Um....I woke up to a lipgloss covered bottle of Jack daniels in my arms..
You've kissed worse.
I look better un-naked...
Why are you covered in frosting?
Friend's birthday situation turned into enlightened cake orgy.
Just caused a nice traffic jam while trying to park at Costco. Too high to drive.
Restaurants Roasting People Who Gave Them Negative Yelp Reviews (25 Pics)
According to FB I fucked in a field 365 days ago.
Dude she let me install handle bars on her headboard. I should have nailed my boss years ago.
Stand up sex. Extremely, extremely difficult. I now know how pointe dancers feel.
Apparently "dick me" was not the response he was looking for.

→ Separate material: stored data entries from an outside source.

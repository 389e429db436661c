pub mod error;
pub mod time;

pub use error::{Context, Error, FromMessage, Result};
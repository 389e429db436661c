use thiserror::Error;

/// Error kinds from §7 that the engine itself produces or surfaces.
#[derive(Error, Debug)]
pub enum Error {
    #[error("{0}")]
    Message(String),

    /// Dropped head-of-new; logged at warn by the caller.
    #[error("queue full for channel")]
    QueueFull,

    /// Dropped at dequeue; logged at info by the caller.
    #[error("no active overlay clients for channel")]
    NoClients,

    #[error(transparent)]
    Synth(#[from] ttsrelay_voice::Error),
}

impl ttsrelay_common::FromMessage for Error {
    fn from_message(message: String) -> Self {
        Self::Message(message)
    }
}

pub type Result<T> = std::result::Result<T, Error>;

ttsrelay_common::impl_context!();
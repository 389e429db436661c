use thiserror::Error;

#[derive(Error, Debug)]
pub enum Error {
    #[error("{0}")]
    Message(String),

    #[error("authentication failed: {0}")]
    AuthFailed(String),

    #[error(transparent)]
    Http(#[from] reqwest::Error),

    #[error(transparent)]
    Json(#[from] serde_json::Error),

    #[error(transparent)]
    Transport(#[from] tokio_tungstenite::tungstenite::Error),

    #[error(transparent)]
    Store(#[from] ttsrelay_store::Error),
}

impl ttsrelay_common::FromMessage for Error {
    fn from_message(message: String) -> Self {
        Self::Message(message)
    }
}

pub type Result<T> = std::result::Result<T, Error>;

ttsrelay_common::impl_context!();
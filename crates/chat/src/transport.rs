//! Chat transport client (§4.5, §6): an IRC-like line protocol over a
//! WebSocket, with automatic reconnection explicitly disabled at this layer
//! — the recovery state machine in [`crate::recovery`] re-drives every
//! reconnect attempt itself so a token refresh can always precede it.

use ttsrelay_protocol::{CHAT_LINE_INTERVAL_MS, CHAT_LINE_MAX_CHARS};

/// Connection lifecycle states (§4.5).
#[derive(Debug, Clone, Copy, PartialEq, Eq)]
pub enum TransportState {
    Idle,
    Connecting,
    Open,
    Closing,
    Disconnected,
}

/// Signals the adapter surfaces to the recovery state machine (§9: "wrapped
/// in an adapter exposing four signals on a single channel/queue
/// abstraction").
#[derive(Debug, Clone)]
pub enum TransportEvent {
    Connected,
    Disconnected { reason: DisconnectReason },
    Message { channel: String, login: String, text: String, is_moderator: bool, bits: Option<u32> },
    Notice { text: String },
}

/// Why the transport dropped, classified enough for the recovery state
/// machine to decide whether to re-authenticate (§4.5).
#[derive(Debug, Clone, Copy, PartialEq, Eq)]
pub enum DisconnectReason {
    LoginFailure,
    AuthExpired,
    Timeout,
    Generic,
    Requested,
}

impl DisconnectReason {
    /// Whether this reason should trigger the auth-recovery sequence (§4.5:
    /// "any disconnect whose reason suggests authentication/timeout/generic
    /// failure").
    pub fn requires_recovery(self) -> bool {
        !matches!(self, Self::Requested)
    }
}

/// Outbound line queue with the rate limit and truncation from §6.
pub struct OutboundQueue {
    last_sent_at: Option<std::time::Instant>,
}

impl OutboundQueue {
    pub fn new() -> Self {
        Self { last_sent_at: None }
    }

    /// Truncate `text` to the outbound line limit, appending an ellipsis
    /// when truncated.
    pub fn prepare_line(text: &str) -> String {
        if text.chars().count() <= CHAT_LINE_MAX_CHARS {
            return text.to_string();
        }
        let mut truncated: String = text.chars().take(CHAT_LINE_MAX_CHARS.saturating_sub(1)).collect();
        truncated.push('…');
        truncated
    }

    /// Build the reply-parent tag for a native reply (§6).
    pub fn reply_tag(parent_message_id: &str) -> String {
        format!("@reply-parent-msg-id={parent_message_id}")
    }

    /// Sleep, if necessary, to respect the minimum inter-line spacing, then
    /// record the send time. Callers send the line after this returns.
    pub async fn pace(&mut self) {
        if let Some(last) = self.last_sent_at {
            let min_gap = std::time::Duration::from_millis(CHAT_LINE_INTERVAL_MS);
            let elapsed = last.elapsed();
            if elapsed < min_gap {
                tokio::time::sleep(min_gap - elapsed).await;
            }
        }
        self.last_sent_at = Some(std::time::Instant::now());
    }
}

impl Default for OutboundQueue {
    fn default() -> Self {
        Self::new()
    }
}

#[cfg(test)]
mod tests {
    use super::*;

    #[test]
    fn short_line_is_unchanged() {
        assert_eq!(OutboundQueue::prepare_line("hello"), "hello");
    }

    #[test]
    fn long_line_is_truncated_with_ellipsis() {
        let long = "a".repeat(CHAT_LINE_MAX_CHARS + 20);
        let prepared = OutboundQueue::prepare_line(&long);
        assert_eq!(prepared.chars().count(), CHAT_LINE_MAX_CHARS);
        assert!(prepared.ends_with('…'));
    }

    #[test]
    fn reply_tag_has_expected_shape() {
        assert_eq!(OutboundQueue::reply_tag("abc-123"), "@reply-parent-msg-id=abc-123");
    }

    #[test]
    fn requested_disconnect_does_not_need_recovery() {
        assert!(!DisconnectReason::Requested.requires_recovery());
    }

    #[test]
    fn auth_failures_need_recovery() {
        assert!(DisconnectReason::LoginFailure.requires_recovery());
        assert!(DisconnectReason::AuthExpired.requires_recovery());
        assert!(DisconnectReason::Timeout.requires_recovery());
        assert!(DisconnectReason::Generic.requires_recovery());
    }

    #[tokio::test]
    async fn pace_enforces_minimum_gap() {
        let mut queue = OutboundQueue::new();
        let start = std::time::Instant::now();
        queue.pace().await;
        queue.pace().await;
        assert!(start.elapsed() >= std::time::Duration::from_millis(CHAT_LINE_INTERVAL_MS));
    }
}
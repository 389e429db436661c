//! Leader-election loop over the fenced chat-leader lease (§4.5).

use std::sync::Arc;

use async_trait::async_trait;
use ttsrelay_protocol::LEASE_RENEW_INTERVAL_SECS;
use ttsrelay_store::SqliteLeaseStore;

/// What the lease loop drives on acquisition/loss: starting/stopping the
/// chat client. A trait boundary keeps this module ignorant of the
/// transport/recovery state machine it controls.
#[async_trait]
pub trait LeaseHolder: Send + Sync {
    async fn on_acquired(&self);
    async fn on_lost(&self);
}

/// Every [`LEASE_RENEW_INTERVAL_SECS`], attempt to acquire or renew the
/// lease; call back on acquisition and loss transitions. Runs until the
/// given cancellation signal resolves.
pub async fn run_lease_loop(
    store: Arc<SqliteLeaseStore>,
    holder_id: String,
    holder: Arc<dyn LeaseHolder>,
    mut shutdown: tokio::sync::watch::Receiver<bool>,
) {
    let mut held = false;
    let mut interval = tokio::time::interval(std::time::Duration::from_secs(LEASE_RENEW_INTERVAL_SECS));

    loop {
        tokio::select! {
            _ = interval.tick() => {
                let acquired = store.try_acquire_or_renew(&holder_id).await.unwrap_or(false);
                if acquired && !held {
                    tracing::info!(holder_id = %holder_id, "chat leader lease acquired");
                    holder.on_acquired().await;
                } else if !acquired && held {
                    tracing::warn!(holder_id = %holder_id, "chat leader lease lost");
                    holder.on_lost().await;
                }
                held = acquired;
            }
            _ = shutdown.changed() => {
                if *shutdown.borrow() {
                    if held {
                        let _ = store.release(&holder_id).await;
                        holder.on_lost().await;
                    }
                    return;
                }
            }
        }
    }
}

#[cfg(test)]
mod tests {
    use std::sync::atomic::{AtomicUsize, Ordering};

    use sqlx::SqlitePool;

    use super::*;

    struct CountingHolder {
        acquired: AtomicUsize,
        lost: AtomicUsize,
    }

    #[async_trait]
    impl LeaseHolder for CountingHolder {
        async fn on_acquired(&self) {
            self.acquired.fetch_add(1, Ordering::SeqCst);
        }

        async fn on_lost(&self) {
            self.lost.fetch_add(1, Ordering::SeqCst);
        }
    }

    #[tokio::test]
    async fn acquires_lease_on_first_tick_and_releases_on_shutdown() {
        let pool = SqlitePool::connect("sqlite::memory:").await.unwrap();
        ttsrelay_store::schema::init(&pool).await.unwrap();
        let store = Arc::new(SqliteLeaseStore::new(pool));
        let holder = Arc::new(CountingHolder { acquired: AtomicUsize::new(0), lost: AtomicUsize::new(0) });
        let (tx, rx) = tokio::sync::watch::channel(false);

        let task = tokio::spawn(run_lease_loop(store.clone(), "replica-a".to_string(), holder.clone(), rx));

        tokio::time::sleep(std::time::Duration::from_millis(50)).await;
        tx.send(true).unwrap();
        let _ = task.await;

        assert_eq!(holder.acquired.load(Ordering::SeqCst), 1);
        assert_eq!(holder.lost.load(Ordering::SeqCst), 1);
        assert!(store.current_holder().await.unwrap().is_none());
    }
}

These people don't understand my stages of drunk
Woman Posts Harassing DMs From Creep Online, Now He’s Upset Because People Told His Mom
Prerry sure I narrowly avoided being tazed by a swat cop last night... But on the up side, we found my purse.
MY WHOLE FAMLY IS TALKING ABOUT MY BUTT
WAIT I'M COMING I WANT TO TALK ABOUT IT TOO
I can already feel the hangover I'll be having on New Year's Day. I don't know if I'm prepared for this.
I'm floating on a 30mph cloud right now not giving a fuck
I NEED A MOM FRIEND. NOW.
You can say goodbye to our security deposit.
Already? What he do?
Opened a bag of topsoil at the party and spread it all over the living room. TOPSOIL!